Fidelity International has introduced new global policies on climate change and gender diversity that will see it increasingly hold investee companies to account on environmental and social issues which require "urgent and significant improvement".
The asset manager set out the new policies in its Sustainable Investing Voting Principles and Guidelines published today (26 July), stating that it will "not support boards where companies do not meet our expectations".
On the issue of climate change, Fidelity said that it expects the companies it invests in to take action to manage climate change impacts and reduce their greenhouse gas (GHG) emissions, and also make "specific and appropriate disclosures" around emissions, targets, risk management and oversight.
Any companies that fall short of its minimum expectations can expect that from 2022, Fidelity will vote against company management.
In an effort to drive more ambitious gender diversity goals, Fidelity has called for investee companies to reach a 30% board gender diversity target in most developed markets and said that it will "actively engage and consider voting against" company management in most developed markets that do not have at least 30% female representation on the board of directors.
In markets where standards on diversity are still developing, it is targeting an initial 15% threshold.
Jenn-Hui Tan (pictured), global head of stewardship and sustainable investing at Fidelity International, said that the message it is sending to companies is that "the climate crisis must not and cannot be ignored".
"It impacts the very nature of major industries in which we invest, and as such must be high on the agenda of all companies.
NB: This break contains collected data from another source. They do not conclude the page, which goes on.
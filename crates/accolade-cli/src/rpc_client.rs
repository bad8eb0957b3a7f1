// crates/accolade-cli/src/rpc_client.rs
//
// Lightweight JSON-RPC client that POSTs to the accolade-daemon HTTP endpoint.

use accolade_rpc::{call_path, JsonRpcRequest, JsonRpcResponse};

/// Full URL of the daemon's JSON-RPC service under `endpoint`.
pub fn service_url(endpoint: &str) -> String {
    format!("{}{}", endpoint.trim_end_matches('/'), call_path())
}

/// Send a JSON-RPC call to the daemon and return the parsed response.
pub async fn rpc_call(
    endpoint: &str,
    method: &str,
    params: serde_json::Value,
) -> Result<JsonRpcResponse, Box<dyn std::error::Error>> {
    let request = JsonRpcRequest {
        method: method.to_string(),
        params,
    };

    let client = reqwest::Client::new();
    let resp = client
        .post(service_url(endpoint))
        .json(&request)
        .send()
        .await?;

    let rpc_response: JsonRpcResponse = resp.json().await?;
    Ok(rpc_response)
}

/// Call `method` and decode its result, turning a failed envelope into an
/// error carrying the server's code and message.
pub async fn call<T: serde::de::DeserializeOwned>(
    endpoint: &str,
    method: &str,
    params: serde_json::Value,
) -> Result<T, Box<dyn std::error::Error>> {
    let response = rpc_call(endpoint, method, params).await?;
    Ok(unwrap_result(response)?)
}

/// Extract the typed result from a response envelope.
pub fn unwrap_result<T: serde::de::DeserializeOwned>(
    response: JsonRpcResponse,
) -> Result<T, String> {
    if !response.success {
        return Err(format!(
            "{}: {}",
            response.code.as_deref().unwrap_or("error"),
            response.error.as_deref().unwrap_or("request failed")
        ));
    }
    let value = response.result.unwrap_or(serde_json::Value::Null);
    serde_json::from_value(value).map_err(|e| format!("Unexpected response shape: {}", e))
}
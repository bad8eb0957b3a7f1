// crates/accolade-ledger/src/remover.rs
//
// Endorsement Remover.
//
// Removal is keyed by (endorser, domain) and optionally narrowed to one
// recipient. Without a recipient every edge of the endorser in the domain
// is deleted; with one, only that (endorser, recipient, domain) edge is.
// Either way the call is a single transaction and is idempotent.

use accolade_core::{Deadline, Domain, EdgeKey, LedgerError, LedgerStore, UserId};

use crate::ledger::EndorsementLedger;

impl<S: LedgerStore> EndorsementLedger<S> {
    /// Delete `endorser`'s endorsements in `domain`, or only the one for
    /// `recipient` when given. Returns whether anything was deleted.
    pub fn remove(
        &self,
        endorser: &UserId,
        domain: &Domain,
        recipient: Option<&UserId>,
        deadline: Deadline,
    ) -> Result<bool, LedgerError> {
        let deleted = self.retry.run("remove", deadline, || {
            self.store.transact(|txn| {
                let deleted = match recipient {
                    Some(r) => {
                        let key = EdgeKey::new(endorser.clone(), r.clone(), domain.clone());
                        usize::from(txn.delete_edge(&key)?)
                    }
                    None => {
                        let mut count = 0;
                        for edge in txn.edges_from(endorser, Some(domain))? {
                            if txn.delete_edge(&edge.key())? {
                                count += 1;
                            }
                        }
                        count
                    }
                };
                deadline.check("remove")?;
                Ok(deleted)
            })
        })?;

        if deleted > 0 {
            tracing::info!(
                "Removed {} endorsement(s) by {} in '{}'",
                deleted,
                endorser,
                domain
            );
        } else {
            tracing::debug!("No endorsement by {} in '{}' to remove", endorser, domain);
        }
        Ok(deleted > 0)
    }
}
// crates/accolade-ledger/src/rank.rs
//
// Rank Aggregator.
//
// Groups edges by (recipient, domain), sums their weights into `count`, and
// takes the earliest `created_at` as `elected_at`. Ordering is `count`
// descending, then recipient id ascending, then domain ascending, so equal
// input always yields the same ranking. Every entry in the returned top-N
// slice is marked elected.

use std::collections::BTreeMap;

use chrono::{DateTime, Utc};

use accolade_core::{Deadline, Domain, Endorsement, LedgerError, LedgerStore, RankEntry, RankQuery, UserId};

use crate::ledger::EndorsementLedger;

/// Turn a requested limit into a slice size, rejecting `limit <= 0`.
pub fn resolve_limit(requested: Option<i64>, default_limit: i64) -> Result<usize, LedgerError> {
    let limit = requested.unwrap_or(default_limit);
    if limit <= 0 {
        return Err(LedgerError::InvalidInput(format!(
            "limit must be positive, got {}",
            limit
        )));
    }
    Ok(usize::try_from(limit).unwrap_or(usize::MAX))
}

/// Aggregate `edges` into a ranking of at most `limit` entries.
///
/// Edges outside the query's domain or created before `since` are skipped.
pub fn aggregate(edges: &[Endorsement], query: &RankQuery, limit: usize) -> Vec<RankEntry> {
    let mut groups: BTreeMap<(&UserId, &Domain), (u64, DateTime<Utc>)> = BTreeMap::new();

    for edge in edges {
        if query.domain.as_ref().is_some_and(|d| &edge.domain != d) {
            continue;
        }
        if query.since.is_some_and(|since| edge.created_at < since) {
            continue;
        }
        groups
            .entry((&edge.recipient_id, &edge.domain))
            .and_modify(|(count, first)| {
                *count = count.saturating_add(edge.weight);
                if edge.created_at < *first {
                    *first = edge.created_at;
                }
            })
            .or_insert((edge.weight, edge.created_at));
    }

    // Groups come out in (recipient, domain) order; a stable sort on count
    // keeps that as the tie-break.
    let mut ranked: Vec<_> = groups.into_iter().collect();
    ranked.sort_by(|a, b| b.1 .0.cmp(&a.1 .0));
    ranked.truncate(limit);

    ranked
        .into_iter()
        .map(|((recipient, domain), (count, first))| RankEntry {
            recipient_id: recipient.clone(),
            domain: domain.clone(),
            count,
            elected: true,
            elected_at: first,
        })
        .collect()
}

impl<S: LedgerStore> EndorsementLedger<S> {
    /// Rank recipients by the weighted endorsements they received.
    pub fn rank(&self, query: &RankQuery, deadline: Deadline) -> Result<Vec<RankEntry>, LedgerError> {
        let limit = resolve_limit(query.limit, self.config.default_rank_limit)?;
        deadline.check("rank")?;

        let edges = self.store.scan_edges(query.domain.as_ref())?;
        deadline.check("rank")?;

        let ranking = aggregate(&edges, query, limit);
        tracing::debug!(
            "Ranked {} edges into {} entries (limit {})",
            edges.len(),
            ranking.len(),
            limit
        );
        Ok(ranking)
    }
}
// crates/accolade-ledger/src/weight.rs
//
// Weight Resolver: an endorser's current influence.
//
// Influence is the sum of the weights of every edge the user has received.
// A user who has received nothing still carries a baseline influence of 1,
// so every endorsement counts for something.

use accolade_core::{LedgerError, LedgerTxn, UserId};

/// Influence of a user with no incoming edges.
pub const BASELINE_INFLUENCE: u64 = 1;

/// Map a raw incoming-weight sum to an influence value (always >= 1).
pub fn influence_from_sum(incoming: u64) -> u64 {
    if incoming == 0 {
        BASELINE_INFLUENCE
    } else {
        incoming
    }
}

/// Resolve `user`'s influence against the caller's transaction snapshot.
pub fn resolve(txn: &mut dyn LedgerTxn, user: &UserId) -> Result<u64, LedgerError> {
    Ok(influence_from_sum(txn.incoming_weight(user)?))
}
// crates/accolade-store/src/rocks.rs
//
// RocksDB-backed Ledger Store using optimistic transactions.
//
// Key format (segments separated by NUL, which identifiers may not contain):
//   - Primary:   `edge:{endorser}\0{domain}\0{recipient}` -> JSON Endorsement
//   - Secondary: `recv:{recipient}\0{domain}\0{endorser}` -> empty (index only)
//   - Counter:   `influence:{user}` -> u64 big-endian, sum of incoming weights
//   - Users:     `user:{id}` -> RFC 3339 first-seen timestamp
//
// The primary key order lets one prefix scan serve both "all edges of an
// endorser" and "edges of an endorser in a domain". The influence counter is
// updated in the same transaction as every edge write or delete; the writer
// reads it with `get_for_update`, so a concurrent change to an endorser's
// influence is detected at commit instead of being silently used stale.

use std::fmt;

use chrono::{DateTime, Utc};
use rocksdb::{ErrorKind, MultiThreaded, OptimisticTransactionDB, Options, Transaction};

use accolade_core::endorsement::{Domain, EdgeKey, Endorsement, UserId};
use accolade_core::error::LedgerError;
use accolade_core::traits::{LedgerStore, LedgerTxn};

type Db = OptimisticTransactionDB<MultiThreaded>;

const SEP: u8 = 0;
const EDGE_PREFIX: &[u8] = b"edge:";
const RECV_PREFIX: &[u8] = b"recv:";
const INFLUENCE_PREFIX: &[u8] = b"influence:";
const USER_PREFIX: &[u8] = b"user:";

// ---------------------------------------------------------------------------
// Key encoding
// ---------------------------------------------------------------------------

fn join(prefix: &[u8], parts: &[&str], trailing_sep: bool) -> Vec<u8> {
    let mut key = prefix.to_vec();
    for (i, part) in parts.iter().enumerate() {
        if i > 0 {
            key.push(SEP);
        }
        key.extend_from_slice(part.as_bytes());
    }
    if trailing_sep {
        key.push(SEP);
    }
    key
}

/// `edge:{endorser}\0{domain}\0{recipient}`
fn edge_key(key: &EdgeKey) -> Vec<u8> {
    join(
        EDGE_PREFIX,
        &[key.endorser_id.as_str(), key.domain.as_str(), key.recipient_id.as_str()],
        false,
    )
}

/// `recv:{recipient}\0{domain}\0{endorser}`
fn recv_key(key: &EdgeKey) -> Vec<u8> {
    join(
        RECV_PREFIX,
        &[key.recipient_id.as_str(), key.domain.as_str(), key.endorser_id.as_str()],
        false,
    )
}

/// Prefix covering an endorser's edges, optionally narrowed to one domain.
fn endorser_prefix(endorser: &UserId, domain: Option<&Domain>) -> Vec<u8> {
    match domain {
        Some(d) => join(EDGE_PREFIX, &[endorser.as_str(), d.as_str()], true),
        None => join(EDGE_PREFIX, &[endorser.as_str()], true),
    }
}

/// Prefix covering a recipient's index entries, optionally narrowed to one domain.
fn recipient_prefix(recipient: &UserId, domain: Option<&Domain>) -> Vec<u8> {
    match domain {
        Some(d) => join(RECV_PREFIX, &[recipient.as_str(), d.as_str()], true),
        None => join(RECV_PREFIX, &[recipient.as_str()], true),
    }
}

fn influence_key(user: &UserId) -> Vec<u8> {
    join(INFLUENCE_PREFIX, &[user.as_str()], false)
}

fn user_key(user: &UserId) -> Vec<u8> {
    join(USER_PREFIX, &[user.as_str()], false)
}

/// Recover the edge key from a `recv:` index key.
fn parse_recv_key(raw: &[u8]) -> Result<EdgeKey, LedgerError> {
    let body = raw
        .strip_prefix(RECV_PREFIX)
        .ok_or_else(|| LedgerError::Persistence("malformed recipient index key".to_string()))?;
    let parts: Vec<&[u8]> = body.split(|b| *b == SEP).collect();
    if parts.len() != 3 {
        return Err(LedgerError::Persistence(format!(
            "recipient index key has {} segments, expected 3",
            parts.len()
        )));
    }
    let text = |bytes: &[u8]| {
        std::str::from_utf8(bytes)
            .map(str::to_string)
            .map_err(|e| LedgerError::Persistence(format!("non-UTF-8 index key: {}", e)))
    };
    Ok(EdgeKey::new(
        UserId::new(text(parts[2])?)?,
        UserId::new(text(parts[0])?)?,
        Domain::new(text(parts[1])?)?,
    ))
}

fn encode_weight(weight: u64) -> [u8; 8] {
    weight.to_be_bytes()
}

fn decode_weight(bytes: &[u8]) -> Result<u64, LedgerError> {
    let arr: [u8; 8] = bytes
        .try_into()
        .map_err(|_| LedgerError::Persistence(format!("influence counter has {} bytes", bytes.len())))?;
    Ok(u64::from_be_bytes(arr))
}

fn decode_edge(bytes: &[u8]) -> Result<Endorsement, LedgerError> {
    Ok(serde_json::from_slice(bytes)?)
}

fn storage_err(op: &str, e: rocksdb::Error) -> LedgerError {
    LedgerError::Persistence(format!("RocksDB {} failed: {}", op, e))
}

/// Commit failures caused by a concurrent writer are retryable conflicts.
fn commit_err(e: rocksdb::Error) -> LedgerError {
    match e.kind() {
        ErrorKind::Busy | ErrorKind::TryAgain => {
            LedgerError::Conflict(format!("commit conflict: {}", e))
        }
        _ => storage_err("commit", e),
    }
}

// ---------------------------------------------------------------------------
// Transaction
// ---------------------------------------------------------------------------

struct RocksTxn<'db> {
    txn: Transaction<'db, Db>,
}

impl RocksTxn<'_> {
    /// Read a key and register it for conflict detection at commit.
    fn read_tracked(&self, key: &[u8]) -> Result<Option<Vec<u8>>, LedgerError> {
        self.txn
            .get_for_update(key, true)
            .map_err(|e| storage_err("get_for_update", e))
    }

    fn put(&self, key: &[u8], value: &[u8]) -> Result<(), LedgerError> {
        self.txn.put(key, value).map_err(|e| storage_err("put", e))
    }

    fn delete(&self, key: &[u8]) -> Result<(), LedgerError> {
        self.txn.delete(key).map_err(|e| storage_err("delete", e))
    }

    fn write_influence(&self, user: &UserId, total: u64) -> Result<(), LedgerError> {
        let key = influence_key(user);
        if total == 0 {
            self.delete(&key)
        } else {
            self.put(&key, &encode_weight(total))
        }
    }
}

impl LedgerTxn for RocksTxn<'_> {
    fn ensure_user(&mut self, user: &UserId, seen_at: DateTime<Utc>) -> Result<(), LedgerError> {
        let key = user_key(user);
        if self.read_tracked(&key)?.is_none() {
            self.put(&key, seen_at.to_rfc3339().as_bytes())?;
        }
        Ok(())
    }

    fn incoming_weight(&mut self, user: &UserId) -> Result<u64, LedgerError> {
        match self.read_tracked(&influence_key(user))? {
            Some(bytes) => decode_weight(&bytes),
            None => Ok(0),
        }
    }

    fn edge(&mut self, key: &EdgeKey) -> Result<Option<Endorsement>, LedgerError> {
        self.read_tracked(&edge_key(key))?
            .map(|bytes| decode_edge(&bytes))
            .transpose()
    }

    fn put_edge(&mut self, edge: &Endorsement) -> Result<(), LedgerError> {
        let key = edge.key();
        let previous = self.edge(&key)?.map(|e| e.weight).unwrap_or(0);
        let total = self.incoming_weight(&key.recipient_id)?;
        let total = total
            .checked_sub(previous)
            .and_then(|t| t.checked_add(edge.weight))
            .ok_or_else(|| {
                LedgerError::Persistence(format!(
                    "influence counter out of range for {}",
                    key.recipient_id
                ))
            })?;

        self.put(&edge_key(&key), &serde_json::to_vec(edge)?)?;
        self.put(&recv_key(&key), &[])?;
        self.write_influence(&key.recipient_id, total)
    }

    fn delete_edge(&mut self, key: &EdgeKey) -> Result<bool, LedgerError> {
        let existing = match self.edge(key)? {
            Some(e) => e,
            None => return Ok(false),
        };
        let total = self
            .incoming_weight(&key.recipient_id)?
            .checked_sub(existing.weight)
            .ok_or_else(|| {
                LedgerError::Persistence(format!(
                    "influence counter underflow for {}",
                    key.recipient_id
                ))
            })?;

        self.delete(&edge_key(key))?;
        self.delete(&recv_key(key))?;
        self.write_influence(&key.recipient_id, total)?;
        Ok(true)
    }

    fn edges_from(
        &mut self,
        endorser: &UserId,
        domain: Option<&Domain>,
    ) -> Result<Vec<Endorsement>, LedgerError> {
        let prefix = endorser_prefix(endorser, domain);
        let mut edges = Vec::new();
        for item in self.txn.prefix_iterator(&prefix) {
            let (key, value) = item.map_err(|e| storage_err("iteration", e))?;
            if !key.starts_with(&prefix) {
                break;
            }
            edges.push(decode_edge(&value)?);
        }
        Ok(edges)
    }
}

// ---------------------------------------------------------------------------
// RocksStore
// ---------------------------------------------------------------------------

/// RocksDB-backed `LedgerStore`.
pub struct RocksStore {
    db: Db,
    path: String,
}

impl fmt::Debug for RocksStore {
    fn fmt(&self, f: &mut fmt::Formatter<'_>) -> fmt::Result {
        f.debug_struct("RocksStore").field("path", &self.path).finish()
    }
}

impl RocksStore {
    /// Open a RocksDB database at the given filesystem path.
    ///
    /// Creates the database directory if it does not exist.
    pub fn open(path: &str) -> Result<Self, LedgerError> {
        let mut opts = Options::default();
        opts.create_if_missing(true);

        let db = Db::open(&opts, path).map_err(|e| {
            LedgerError::Persistence(format!("Failed to open RocksDB at {}: {}", path, e))
        })?;

        tracing::info!("Ledger store opened at {}", path);
        Ok(Self {
            db,
            path: path.to_string(),
        })
    }

    pub fn path(&self) -> &str {
        &self.path
    }

    /// Collect decoded values under `prefix`, outside any transaction.
    fn scan_prefix(&self, prefix: &[u8]) -> Result<Vec<Endorsement>, LedgerError> {
        let mut edges = Vec::new();
        for item in self.db.prefix_iterator(prefix) {
            let (key, value) = item.map_err(|e| storage_err("iteration", e))?;
            if !key.starts_with(prefix) {
                break;
            }
            edges.push(decode_edge(&value)?);
        }
        Ok(edges)
    }
}

impl LedgerStore for RocksStore {
    fn transact<T, F>(&self, body: F) -> Result<T, LedgerError>
    where
        F: FnOnce(&mut dyn LedgerTxn) -> Result<T, LedgerError>,
    {
        let mut txn = RocksTxn {
            txn: self.db.transaction(),
        };

        match body(&mut txn) {
            Ok(out) => {
                txn.txn.commit().map_err(commit_err)?;
                Ok(out)
            }
            Err(e) => {
                if let Err(rb) = txn.txn.rollback() {
                    tracing::warn!("Rollback after '{}' failed: {}", e, rb);
                }
                Err(e)
            }
        }
    }

    fn edges_by_endorser(
        &self,
        endorser: &UserId,
        domain: Option<&Domain>,
    ) -> Result<Vec<Endorsement>, LedgerError> {
        self.scan_prefix(&endorser_prefix(endorser, domain))
    }

    fn edges_by_recipient(
        &self,
        recipient: &UserId,
        domain: Option<&Domain>,
    ) -> Result<Vec<Endorsement>, LedgerError> {
        let prefix = recipient_prefix(recipient, domain);
        let mut edges = Vec::new();

        for item in self.db.prefix_iterator(&prefix) {
            let (key, _value) = item.map_err(|e| storage_err("iteration", e))?;
            if !key.starts_with(&prefix) {
                break;
            }
            let edge_key = edge_key(&parse_recv_key(&key)?);
            // The edge may have been removed between the index read and this get.
            if let Some(bytes) = self.db.get(&edge_key).map_err(|e| storage_err("get", e))? {
                edges.push(decode_edge(&bytes)?);
            }
        }

        Ok(edges)
    }

    fn scan_edges(&self, domain: Option<&Domain>) -> Result<Vec<Endorsement>, LedgerError> {
        let mut edges = self.scan_prefix(EDGE_PREFIX)?;
        if let Some(d) = domain {
            edges.retain(|e| &e.domain == d);
        }
        Ok(edges)
    }

    fn incoming_weight(&self, user: &UserId) -> Result<u64, LedgerError> {
        match self
            .db
            .get(influence_key(user))
            .map_err(|e| storage_err("get", e))?
        {
            Some(bytes) => decode_weight(&bytes),
            None => Ok(0),
        }
    }

    fn contains_user(&self, user: &UserId) -> Result<bool, LedgerError> {
        Ok(self
            .db
            .get(user_key(user))
            .map_err(|e| storage_err("get", e))?
            .is_some())
    }

    fn backend_name(&self) -> &'static str {
        "rocksdb"
    }
}
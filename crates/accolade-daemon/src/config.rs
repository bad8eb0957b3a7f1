// crates/accolade-daemon/src/config.rs
//
// Runtime configuration for the Accolade daemon.
// Loaded from a TOML file or populated with sensible defaults.

use serde::Deserialize;
use std::fs;

use accolade_ledger::LedgerConfig;

/// Ledger Store backend selection.
#[derive(Debug, Clone, Copy, PartialEq, Eq, Deserialize, clap::ValueEnum)]
#[serde(rename_all = "lowercase")]
pub enum StorageKind {
    /// Durable RocksDB store under `data_dir`.
    Rocksdb,
    /// In-process store; contents are lost on exit.
    Memory,
}

/// Runtime configuration for the daemon.
#[derive(Debug, Clone, Deserialize)]
pub struct DaemonConfig {
    /// Directory for local data storage.
    #[serde(default = "default_data_dir")]
    pub data_dir: String,

    /// Which Ledger Store backend to open.
    #[serde(default = "default_storage")]
    pub storage: StorageKind,

    /// Host address for the RPC server.
    #[serde(default = "default_rpc_host")]
    pub rpc_host: String,

    /// Port for the RPC server.
    #[serde(default = "default_rpc_port")]
    pub rpc_port: u16,

    /// Log level: "trace", "debug", "info", "warn", "error".
    /// `RUST_LOG` takes precedence when set.
    #[serde(default = "default_log_level")]
    pub log_level: String,

    /// Retry, deadline, and ranking tunables.
    #[serde(default)]
    pub ledger: LedgerConfig,
}

fn default_data_dir() -> String {
    "~/.accolade/data".to_string()
}

fn default_storage() -> StorageKind {
    StorageKind::Rocksdb
}

fn default_rpc_host() -> String {
    "127.0.0.1".to_string()
}

fn default_rpc_port() -> u16 {
    50061
}

fn default_log_level() -> String {
    "info".to_string()
}

impl Default for DaemonConfig {
    fn default() -> Self {
        Self {
            data_dir: default_data_dir(),
            storage: default_storage(),
            rpc_host: default_rpc_host(),
            rpc_port: default_rpc_port(),
            log_level: default_log_level(),
            ledger: LedgerConfig::default(),
        }
    }
}

impl DaemonConfig {
    /// Load configuration from a TOML file at the given path.
    ///
    /// Returns an error if the file cannot be read or parsed.
    pub fn load(path: &str) -> Result<Self, Box<dyn std::error::Error>> {
        let contents = fs::read_to_string(expand_tilde(path))?;
        Self::parse(&contents)
    }

    pub fn parse(contents: &str) -> Result<Self, Box<dyn std::error::Error>> {
        let config: DaemonConfig = toml::from_str(contents)?;
        Ok(config)
    }

    /// Where the RocksDB ledger lives.
    pub fn ledger_db_path(&self) -> String {
        format!("{}/ledger_rocksdb", expand_tilde(&self.data_dir))
    }
}

/// Expand `~` at the start of a path to the user's home directory.
pub fn expand_tilde(path: &str) -> String {
    if let Some(rest) = path.strip_prefix("~/") {
        if let Some(home) = dirs::home_dir() {
            return format!("{}/{}", home.display(), rest);
        }
    }
    path.to_string()
}

#[cfg(test)]
mod tests {
    use super::*;

    #[test]
    fn empty_file_yields_defaults() {
        let config = DaemonConfig::parse("").unwrap();
        assert_eq!(config.storage, StorageKind::Rocksdb);
        assert_eq!(config.rpc_port, 50061);
        assert_eq!(config.ledger.max_retries, 8);
        assert_eq!(config.ledger.default_rank_limit, 100);
    }

    #[test]
    fn ledger_table_overrides_individual_fields() {
        let config = DaemonConfig::parse(
            r#"
            storage = "memory"
            rpc_port = 6000

            [ledger]
            max_retries = 3
            default_deadline_ms = 0
            "#,
        )
        .unwrap();
        assert_eq!(config.storage, StorageKind::Memory);
        assert_eq!(config.rpc_port, 6000);
        assert_eq!(config.ledger.max_retries, 3);
        assert_eq!(config.ledger.default_deadline_ms, 0);
        assert_eq!(config.ledger.max_backoff_ms, 200);
    }

    #[test]
    fn unknown_storage_is_rejected() {
        assert!(DaemonConfig::parse(r#"storage = "postgres""#).is_err());
    }

    #[test]
    fn ledger_db_path_sits_under_data_dir() {
        let config = DaemonConfig {
            data_dir: "/var/lib/accolade".to_string(),
            ..DaemonConfig::default()
        };
        assert_eq!(config.ledger_db_path(), "/var/lib/accolade/ledger_rocksdb");
    }

    #[test]
    fn tilde_expands_only_at_start() {
        assert_eq!(expand_tilde("/abs/~/x"), "/abs/~/x");
        if let Some(home) = dirs::home_dir() {
            assert_eq!(expand_tilde("~/data"), format!("{}/data", home.display()));
        }
    }
}
// crates/accolade-rpc/src/handlers/rank.rs
//
// Ranking handler: Results.

use std::sync::Arc;

use chrono::{DateTime, Utc};
use serde::{Deserialize, Serialize};

use accolade_core::{Domain, LedgerStore, RankEntry, RankQuery};
use accolade_ledger::EndorsementLedger;

use super::{run_blocking, RpcError};

/// Request for the ranked results.
#[derive(Debug, Clone, Default, Serialize, Deserialize)]
pub struct ResultsRequest {
    pub domain: Option<Domain>,
    /// RFC 3339 lower bound on edge creation time, inclusive.
    pub since: Option<DateTime<Utc>>,
    /// Defaults to the configured rank limit. Must be positive.
    pub limit: Option<i64>,
    pub timeout_ms: Option<u64>,
}

#[derive(Debug, Clone, Serialize, Deserialize)]
pub struct ResultsResponse {
    pub results: Vec<RankEntry>,
}

/// Handle a Results request.
pub async fn handle_results<S: LedgerStore + 'static>(
    ledger: &Arc<EndorsementLedger<S>>,
    request: ResultsRequest,
) -> Result<ResultsResponse, RpcError> {
    let query = RankQuery {
        domain: request.domain,
        since: request.since,
        limit: request.limit,
    };
    let timeout_ms = request.timeout_ms;
    let results = run_blocking(ledger, move |l| {
        let deadline = l.config().deadline(timeout_ms);
        l.rank(&query, deadline)
    })
    .await?;
    Ok(ResultsResponse { results })
}
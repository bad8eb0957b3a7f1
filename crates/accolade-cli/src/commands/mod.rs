// crates/accolade-cli/src/commands/mod.rs
//
// Command module declarations for the Accolade CLI.

pub mod endorsement;
pub mod health;
pub mod rank;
At Fidelity, we're working collaboratively with peers in the Net Zero Asset Managers initiative, supporting and the transition towards global net zero emissions," he added.
"We expect investee companies to do the same and have policies in place to reduce carbon and other greenhouse gas emissions. This includes setting and reporting on ambitious targets aligned to the UN's Paris Agreement on climate change, including an approach to net zero."
Tan said that through the use of engagement and voting, its aim is to improve the governance and sustainability behaviours of investee companies.
Paras Anand, CIO, Asia Pacific at Fidelity International, added: "An increasing body of research has shown that organisations that promote diversity are more productive and better performing. We know from our own company that a diverse and inclusive workplace brings benefits for our customers, our business and our people".
The Sustainable Voting Principles and Guidelines cover 12 topics and are focused on key ESG areas detailing summary voting principles and Fidelity International's expectations for its investee companies.